|    11 Avril 2023

Le droit à la vie privée des fondations d’entreprise

Par son arrêt du 7 octobre 2022, le Conseil d’Etat reconnaît un droit à la vie privée des fondations d’entreprise. 

 

Les faits

L’association anticorruption Anticor avait demandé au préfet de Paris la communication des comptes annuels des exercices 2016 et 2017 de la fondation d'entreprise Louis Vuitton, ainsi que leurs annexes. Le préfet de Paris a refusé cette demande. L’association a contesté ce refus devant le Tribunal administratif de Paris, qui a confirmé la décision du préfet. Elle s’est alors pourvue en cassation devant le Conseil d’Etat.

La décision

L'article L.300-2 du code des relations entre le public et l'administration prévoit que les documents produits ou reçus par l'administration sont considérés comme des documents administratifs et qu’ils sont ainsi communicables aux personnes qui en font la demande. Toutefois, l’article L.311-6 du même code prévoit une dérogation lorsque cette communication porterait atteinte à la protection de la vie privée de la personne concernée.

Dans le cadre de leur application à des personnes morales de droit privé, ces dispositions doivent être entendues comme excluant en principe la communication à des tiers des documents relatifs notamment à leur fonctionnement interne et à leur situation financière, sous réserve qu'elle ne soit pas imposée ou impliquée par d'autres dispositions.

Les fondations d’entreprise sont tenues de déclarer annuellement leurs comptes. Or, étant relatifs à leur fonctionnement interne et à leur situation financière, le Conseil d’Etat relève que ces documents sont ainsi couverts par la protection de la vie privée. La loi ne déroge à cette protection que pour les fondations d’entreprise ayant reçu une subvention publique. En effet, leur publication étant imposée par l’article 19-10 de la loi de 1987, elle ouvre alors un droit à communication des comptes à toute personne qui en fait la demande.
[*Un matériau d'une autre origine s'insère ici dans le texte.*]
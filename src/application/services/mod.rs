mod document_service;
mod intake_service;
mod knowledge_base_builder;
pub mod prompts;
mod reply_parser;
mod retrieval_service;

pub use document_service::{
    DocumentAnswer, DocumentError, DocumentService, FewShotExample, FormExtraction,
};
pub use intake_service::{
    CONFIRMED_MESSAGE, IntakeOutcome, IntakeService, IntakeStatus, IntakeTurn,
};
pub use knowledge_base_builder::{BuildError, BuildSummary, EMBED_BATCH_SIZE, KnowledgeBaseBuilder};
pub use reply_parser::{ReplyParseError, parse_json_reply};
pub use retrieval_service::{QueryAnswer, RetrievalError, RetrievalService};
//! Runtime configuration resolved once at startup.
//!
//! The data directory comes from, in order:
//!
//! 1. An explicit override (the daemon's `--data-dir` flag)
//! 2. The `TIDYUP_DATA_DIR` environment variable
//! 3. The platform default from [`crate::paths::app_data_dir`]

use std::fs;
use std::path::{Path, PathBuf};

use thiserror::Error;

use crate::paths;

/// Environment variable that overrides the data directory.
pub const DATA_DIR_ENV: &str = "TIDYUP_DATA_DIR";

const FILE_ENTRY_STATE_FILE: &str = "tidyupfilelist";
const DIRECTORY_ENTRY_STATE_FILE: &str = "tidyupwatchlist";

#[derive(Error, Debug)]
pub enum ConfigError {
    #[error("Could not determine data directory: {0}")]
    NoDataDir(String),

    #[error("Could not create data directory {}: {source}", path.display())]
    CreateDataDir {
        path: PathBuf,
        #[source]
        source: std::io::Error,
    },
}

/// Where TidyUp keeps its files.
#[derive(Debug, Clone, PartialEq, Eq)]
pub struct TidyConfig {
    data_dir: PathBuf,
}

impl TidyConfig {
    /// Use `data_dir` as-is.
    pub fn new(data_dir: impl Into<PathBuf>) -> Self {
        Self {
            data_dir: data_dir.into(),
        }
    }

    /// Resolve the data directory from the override, the environment, or the
    /// platform default.
    pub fn resolve(data_dir_override: Option<PathBuf>) -> Result<Self, ConfigError> {
        let from_env = std::env::var_os(DATA_DIR_ENV)
            .filter(|v| !v.is_empty())
            .map(PathBuf::from);
        Self::resolve_from(data_dir_override, from_env)
    }

    fn resolve_from(
        data_dir_override: Option<PathBuf>,
        from_env: Option<PathBuf>,
    ) -> Result<Self, ConfigError> {
        let data_dir = match data_dir_override.or(from_env) {
            Some(dir) => dir,
            None => paths::app_data_dir().map_err(ConfigError::NoDataDir)?,
        };
        Ok(Self::new(data_dir))
    }

    /// Create the data directory if it doesn't exist.
    ///
    /// The state files never create parent directories themselves, so this
    /// must run before the first save.
    pub fn ensure_data_dir(&self) -> Result<(), ConfigError> {
        fs::create_dir_all(&self.data_dir).map_err(|source| ConfigError::CreateDataDir {
            path: self.data_dir.clone(),
            source,
        })
    }

    pub fn data_dir(&self) -> &Path {
        &self.data_dir
    }

    /// State file holding tracked [`FileEntry`](crate::persistence::FileEntry) records.
    pub fn file_entry_state_path(&self) -> PathBuf {
        self.data_dir.join(FILE_ENTRY_STATE_FILE)
    }

    /// State file holding the watch list.
    pub fn directory_entry_state_path(&self) -> PathBuf {
        self.data_dir.join(DIRECTORY_ENTRY_STATE_FILE)
    }
}
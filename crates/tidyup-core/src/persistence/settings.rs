//! User settings persistence.
//!
//! # File Format
//!
//! Stored as `settings.json` in the app data directory:
//!
//! ```json
//! {
//!   "startOnLogin": true
//! }
//! ```
//!
//! Unknown keys are ignored and missing keys take their defaults, so older
//! and newer builds can share the file.

use std::fs;
use std::path::Path;

use thiserror::Error;

use super::types::Settings;

const SETTINGS_FILE: &str = "settings.json";

/// Error type for settings operations.
#[derive(Error, Debug)]
pub enum SettingsError {
    #[error("IO error: {0}")]
    Io(#[from] std::io::Error),

    #[error("JSON error: {0}")]
    Json(#[from] serde_json::Error),
}

/// Save settings to `{dir}/settings.json`.
///
/// Uses the same write-then-rename pattern as the state files.
pub fn save_settings(dir: &Path, settings: &Settings) -> Result<(), SettingsError> {
    let file_path = dir.join(SETTINGS_FILE);
    let temp_path = dir.join(format!("{SETTINGS_FILE}.tmp"));

    let json = serde_json::to_string_pretty(settings)?;
    fs::write(&temp_path, json)?;
    fs::rename(&temp_path, &file_path)?;

    Ok(())
}

/// Load settings from `{dir}/settings.json`.
///
/// Returns defaults if the file doesn't exist. Only an unreadable or
/// unparseable file is an error.
pub fn load_settings(dir: &Path) -> Result<Settings, SettingsError> {
    let file_path = dir.join(SETTINGS_FILE);

    if !file_path.exists() {
        return Ok(Settings::default());
    }

    let contents = fs::read_to_string(&file_path)?;
    Ok(serde_json::from_str(&contents)?)
}

// ============================================================================
// TESTS
// ============================================================================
Le Conseil d’Etat affirme ainsi par cette décision un droit à la vie privée des fondations d’entreprise, en ce que les comptes annuels déclarés par une fondation d’entreprise ne sont pas communicables aux tiers, à condition de ne pas avoir bénéficié de subventions publiques.  

La fondation d’entreprise Louis Vuitton n’ayant pas reçu de subventions publiques en 2016 et 2017, les comptes annuels n’ont ainsi pas été communiqués à l’association Anticor. L’association souligne le paradoxe de cette position dans son communiqué de presse : « si les dons à la fondation octroient une réduction fiscale, c’est parce que son activité est d’intérêt général et non privé. C’est un nouveau paradoxe qui permet une opacité de fonctionnement alors même que les entreprises, elles, doivent publier leurs comptes. »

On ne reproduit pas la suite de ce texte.